When considering the usefulness of salt in the body the sodium component is usually the most emphasized. This emphasis on sodium does not mean that the anion (chloride), is of no physiological importance. As some studies suggest, the changing of the anion component may influence the physiological effect of the sodium ion (Swales, 1993). Swales (1993) mentions that the human body contains on average, about 500 mmol of sodium, some of which (about 200) are bound to bone, and largely metabolically inactive. The remainder are related to water distribution. The body fluid is divided into intracellular, and extracellular fluid spaces with high concentration of sodium in the extracellular fluid spaces (including blood) and low in the intracellular fluid spaces. There is therefore, a substantial concentration gradient of sodium between the intracellular and extracellular compartments whose maintenance is fundamental to life, and can be achieved through a number of transport processes.
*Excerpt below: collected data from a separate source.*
//! Google Sheets adapter. Each division writes to a tab named after its sheet target
//! inside one spreadsheet, authenticated as a service account.

use super::{PresenceRow, PresenceStore, StoreError};
use anyhow::{Context as _, Result};
use async_trait::async_trait;
use chrono::{DateTime, Duration, Utc};
use jsonwebtoken::{Algorithm, EncodingKey, Header};
use reqwest::{StatusCode, Url};
use serde::{Deserialize, Serialize};
use std::path::Path;
use tokio::sync::Mutex;

const SHEETS_API: &str = "https://sheets.googleapis.com/";
const SHEETS_SCOPE: &str = "https://www.googleapis.com/auth/spreadsheets";
const DEFAULT_TOKEN_URI: &str = "https://oauth2.googleapis.com/token";

#[derive(Debug, Clone, Deserialize)]
pub struct ServiceAccountKey {
    pub client_email: String,
    pub private_key: String,
    #[serde(default = "default_token_uri")]
    pub token_uri: String,
}

fn default_token_uri() -> String {
    DEFAULT_TOKEN_URI.to_string()
}

#[derive(Debug, Serialize)]
struct Claims<'a> {
    iss: &'a str,
    scope: &'a str,
    aud: &'a str,
    iat: i64,
    exp: i64,
}

#[derive(Debug, Deserialize)]
struct TokenResponse {
    access_token: String,
    expires_in: i64,
}

#[derive(Debug, Clone)]
struct CachedToken {
    value: String,
    expires_at: DateTime<Utc>,
}

#[derive(Debug, Serialize, Deserialize)]
struct ValueRange {
    #[serde(default, skip_serializing_if = "Option::is_none")]
    values: Option<Vec<Vec<String>>>,
}

pub struct GoogleSheetsClient {
    http: reqwest::Client,
    spreadsheet_id: String,
    account: ServiceAccountKey,
    token: Mutex<Option<CachedToken>>,
}

impl GoogleSheetsClient {
    pub fn new(account: ServiceAccountKey, spreadsheet_id: impl Into<String>) -> Self {
        Self {
            http: reqwest::Client::new(),
            spreadsheet_id: spreadsheet_id.into(),
            account,
            token: Mutex::new(None),
        }
    }

    pub fn from_key_file(path: &Path, spreadsheet_id: impl Into<String>) -> Result<Self> {
        let raw = std::fs::read_to_string(path)
            .with_context(|| format!("reading service account file {}", path.display()))?;
        let account: ServiceAccountKey =
            serde_json::from_str(&raw).context("parsing service account file")?;
        Ok(Self::new(account, spreadsheet_id))
    }

    async fn access_token(&self) -> Result<String, StoreError> {
        let mut cached = self.token.lock().await;
        if let Some(token) = cached.as_ref() {
            if token.expires_at > Utc::now() + Duration::seconds(60) {
                return Ok(token.value.clone());
            }
        }

        let now = Utc::now();
        let claims = Claims {
            iss: &self.account.client_email,
            scope: SHEETS_SCOPE,
            aud: &self.account.token_uri,
            iat: now.timestamp(),
            exp: (now + Duration::hours(1)).timestamp(),
        };
        let key = EncodingKey::from_rsa_pem(self.account.private_key.as_bytes())
            .map_err(|e| StoreError::Transient(format!("invalid service account key: {}", e)))?;
        let assertion = jsonwebtoken::encode(&Header::new(Algorithm::RS256), &claims, &key)
            .map_err(|e| StoreError::Transient(format!("failed to sign token request: {}", e)))?;

        let response = self
            .http
            .post(&self.account.token_uri)
            .form(&[
                ("grant_type", "urn:ietf:params:oauth:grant-type:jwt-bearer"),
                ("assertion", assertion.as_str()),
            ])
            .send()
            .await?;

        if !response.status().is_success() {
            let status = response.status();
            let body = response.text().await.unwrap_or_default();
            return Err(StoreError::Transient(format!(
                "token exchange failed ({}): {}",
                status, body
            )));
        }

        let token: TokenResponse = response.json().await?;
        *cached = Some(CachedToken {
            value: token.access_token.clone(),
            expires_at: now + Duration::seconds(token.expires_in),
        });

        Ok(token.access_token)
    }

    fn values_url(&self, range: &str, suffix: &str) -> Result<Url, StoreError> {
        let mut url = Url::parse(SHEETS_API).map_err(|e| StoreError::Transient(e.to_string()))?;
        url.path_segments_mut()
            .map_err(|_| StoreError::Transient("sheets API base cannot be a base URL".to_string()))?
            .pop_if_empty()
            .extend([
                "v4",
                "spreadsheets",
                self.spreadsheet_id.as_str(),
                "values",
                &format!("{}{}", range, suffix),
            ]);
        Ok(url)
    }
}

/// A1 range covering `columns` on tab `tab`, with the tab name quoted.
pub fn tab_range(tab: &str, columns: &str) -> String {
    format!("'{}'!{}", tab.replace('\'', "''"), columns)
}

/// Maps a failed Sheets API response onto the store's error taxonomy.
pub fn classify_failure(target: &str, status: StatusCode, body: &str) -> StoreError {
    if status == StatusCode::NOT_FOUND
        || (status == StatusCode::BAD_REQUEST && body.contains("Unable to parse range"))
    {
        StoreError::TargetNotFound(target.to_string())
    } else {
        StoreError::Transient(format!("sheets API returned {}: {}", status, body))
    }
}

fn row_from_values(mut values: Vec<String>) -> PresenceRow {
    values.resize(4, String::new());
    let mut fields = values.into_iter();
    PresenceRow {
        day: fields.next().unwrap_or_default(),
        event: fields.next().unwrap_or_default(),
        time: fields.next().unwrap_or_default(),
        nickname: fields.next().unwrap_or_default(),
    }
}

#[async_trait]
impl PresenceStore for GoogleSheetsClient {
    async fn append_record(&self, target: &str, row: &PresenceRow) -> Result<(), StoreError> {
        let token = self.access_token().await?;
        let mut url = self.values_url(&tab_range(target, "A:D"), ":append")?;
        url.query_pairs_mut()
            .append_pair("valueInputOption", "USER_ENTERED")
            .append_pair("insertDataOption", "INSERT_ROWS");

        let body = ValueRange {
            values: Some(vec![vec![
                row.day.clone(),
                row.event.clone(),
                row.time.clone(),
                row.nickname.clone(),
            ]]),
        };

        let response = self
            .http
            .post(url)
            .bearer_auth(&token)
            .json(&body)
            .send()
            .await?;

        if response.status().is_success() {
            tracing::info!("Appended '{}' for {} to sheet '{}'", row.event, row.nickname, target);
            return Ok(());
        }

        let status = response.status();
        let body = response.text().await.unwrap_or_default();
        Err(classify_failure(target, status, &body))
    }

    async fn fetch_records(&self, target: &str) -> Result<Vec<PresenceRow>, StoreError> {
        let token = self.access_token().await?;
        let url = self.values_url(&tab_range(target, "A2:D"), "")?;

        let response = self.http.get(url).bearer_auth(&token).send().await?;
        if !response.status().is_success() {
            let status = response.status();
            let body = response.text().await.unwrap_or_default();
            return Err(classify_failure(target, status, &body));
        }

        let range: ValueRange = response.json().await?;
        Ok(range
            .values
            .unwrap_or_default()
            .into_iter()
            .map(row_from_values)
            .collect())
    }
}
Swales further outlines the physiological actions of sodium important in understanding its role in health: sodium gradient is a chemical drive for fundamental cell functions. The tissues in the central nervous system for instance, release of neurotransmitters is associated with the sodium gradient across the cell membrane so that the activity of the brain and peripheral nerves relies upon the sodium gradient. Warlaw & Insel add that impulses are driven down the nerves by the sodium ions. Thus, sodium ions are important for nerve conduction.